Auto-vectorization for the masses (2011) - lelf
https://leiradel.github.io/2011/05/05/Auto-Vectorization-1.html
======
nwallin
If you're in C++ land, constexpr can be a godsend for auto vectorization.

Traditionally, you have a SoA of all your data. So if you have an array of
triangles (not meshes) you might have three structs p1, p2, p3, each with
three arrays of x,y,z. Then you write a fortan-esque loop over your triangles.
Usually the vectorizer will vectoriser that, but fortan-esque code is
obnoxious to write IMHO.

Instead, you have the same thing, but with constexpr operator[] methods. The
inner structs return a constexpr constructed vec3, the outer struct returns a
constexpr constructed triangle, and then you plug that into a constexpr
processing function/method. GCC and Clang will vectorize this. And you can
reuse normal linear algebra functions like dot cross etc (so long as they're
constexpr) and it doesn't look like Fortran.

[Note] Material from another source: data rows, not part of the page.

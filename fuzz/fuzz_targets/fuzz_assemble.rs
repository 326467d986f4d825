#![no_main]
use libfuzzer_sys::fuzz_target;

fuzz_target!(|data: &str| {
    // The one-shot assembler must never panic, only return Ok/Err.
    if let Ok(image) = asm8::assemble(data) {
        let flat = image.to_bytes(0);
        assert_eq!(flat.len() as u32, image.end());
    }
    let _ = asm8::assemble_flat(data);
});
//! # asm8: Two-Pass Assembler for an 8-bit CPU
//!
//! `asm8` turns assembly text for a small 8-bit CPU (seven registers, 16-bit
//! instruction words, 16-bit addresses) into the exact instruction stream
//! the processor executes.
//!
//! ## Quick Start
//!
//! ```rust
//! use asm8::assemble_flat;
//!
//! let code = assemble_flat("ldi r0, 0x00\nhalt").unwrap();
//! assert_eq!(code, vec![0x18, 0x00, 0x09, 0x00]);
//! ```
//!
//! ## Features
//!
//! - **Two passes**: layout assigns every label an address, then each
//!   instruction is encoded against the finished symbol table.
//! - **Local labels**: reusable `1:` definitions referenced as `1b` / `1f`.
//! - **Sparse output**: `.org` may jump anywhere and gaps are never filled
//!   by the assembler. Overlapping instructions are an error.
//! - **`no_std` + `alloc`**: embeddable, `std` only adds `std::error::Error`.
//!
//! ## Source syntax
//!
//! ```text
//! # comment            // comment            /* block */
//! start:               label, may share a line with an instruction
//!     ldi r0, -42      8-bit immediate, signed or unsigned spelling
//!     add r0, r1
//!     b.nz 1f          conditional branch to the next `1:`
//!     jr r1r0          absolute jump through a register pair, high first
//! 1:  halt
//! .org 0x100           move the location counter
//! ```

#![cfg_attr(not(feature = "std"), no_std)]
#![forbid(unsafe_code)]
// ── Pedantic lint policy ─────────────────────────────────────────────────
// Instruction fields are packed with narrowing casts between integer widths
// (i64→u8, u16→u8) and dense hex literals; the lints below are expected.
#![allow(
    clippy::cast_possible_truncation,
    clippy::cast_sign_loss,
    clippy::cast_lossless,
    clippy::cast_possible_wrap,
    clippy::unreadable_literal,
    clippy::match_same_arms,
    clippy::wildcard_imports,
    clippy::enum_glob_use,
    clippy::must_use_candidate,
    clippy::module_name_repetitions,
    clippy::uninlined_format_args,
    clippy::doc_markdown,
    clippy::similar_names,
    clippy::too_many_lines,
    clippy::single_match_else,
    clippy::manual_let_else,
    clippy::missing_errors_doc,
    clippy::format_push_string
)]

extern crate alloc;

/// Public assembler API: the `Assembler` builder and `AssemblyResult`.
pub mod assembler;
/// Instruction encoder (pass 2): field packing and displacement computation.
pub mod encoder;
/// Error types and source-span diagnostics.
pub mod error;
/// Sparse program image and collision detection.
pub mod image;
/// Intermediate representation: registers, conditions, opcodes, statements.
pub mod ir;
/// Zero-copy lexer (tokenizer) with span tracking.
pub mod lexer;
/// Statement parser producing IR statements.
pub mod parser;
/// Address layout and label resolution (pass 1).
pub mod resolver;

// Re-exports
pub use assembler::{Assembler, AssemblyResult, ResourceLimits};
pub use encoder::Fields;
pub use error::{AsmError, Span};
pub use image::ProgramImage;
pub use ir::{
    Condition, Direction, Form, Immediate, Instruction, Label, LabelName, Opcode, Operand,
    OrgDirective, Radix, Register, RegisterPair, Statement, SymbolRef,
};

use alloc::vec::Vec;

/// Assemble a string of assembly into a sparse program image.
///
/// Semicolons or newlines separate statements.
/// Labels are defined with a trailing colon: `loop:`
///
/// # Errors
///
/// Returns the first [`AsmError`] found: a lexical or syntax error, an
/// unresolved or duplicate label, an out-of-range operand, or overlapping
/// instructions.
///
/// # Examples
///
/// ```rust
/// use asm8::assemble;
///
/// let image = assemble("nop\n.org 0x20\nhalt").unwrap();
/// assert_eq!(image.len(), 2);
/// assert_eq!(image.get(0x20), Some(0x0009));
/// assert_eq!(image.get(0x10), None);
/// ```
pub fn assemble(source: &str) -> Result<ProgramImage, AsmError> {
    let mut asm = Assembler::new();
    asm.emit(source)?;
    Ok(asm.finish()?.into_image())
}

/// Assemble into a flat little-endian byte image starting at address 0,
/// with gaps zero-filled.
///
/// # Errors
///
/// Returns [`AsmError`] on assembly failure (see [`assemble`] for details).
///
/// # Examples
///
/// ```rust
/// use asm8::assemble_flat;
///
/// let code = assemble_flat("jreli +18").unwrap();
/// assert_eq!(code, vec![0x09, 0x12]);
/// ```
pub fn assemble_flat(source: &str) -> Result<Vec<u8>, AsmError> {
    Ok(assemble(source)?.to_bytes(0))
}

Matt Godbolt missed this during his path tracing three ways presentation. His
data oriented design pathtracer stored an array of vec3s, which can't be auto
vectorized. (and isn't data oriented design) I keep meaning to try to submit a
PR to his repo, but the project has some weird dependencies and I can't get it
to compile.

MSVC won't autovectorize either of the above. Not sure if it doesn't have a
vectorizer or if it's just insufficiently powerful. Or if I'm just using the
wrong compiler flags.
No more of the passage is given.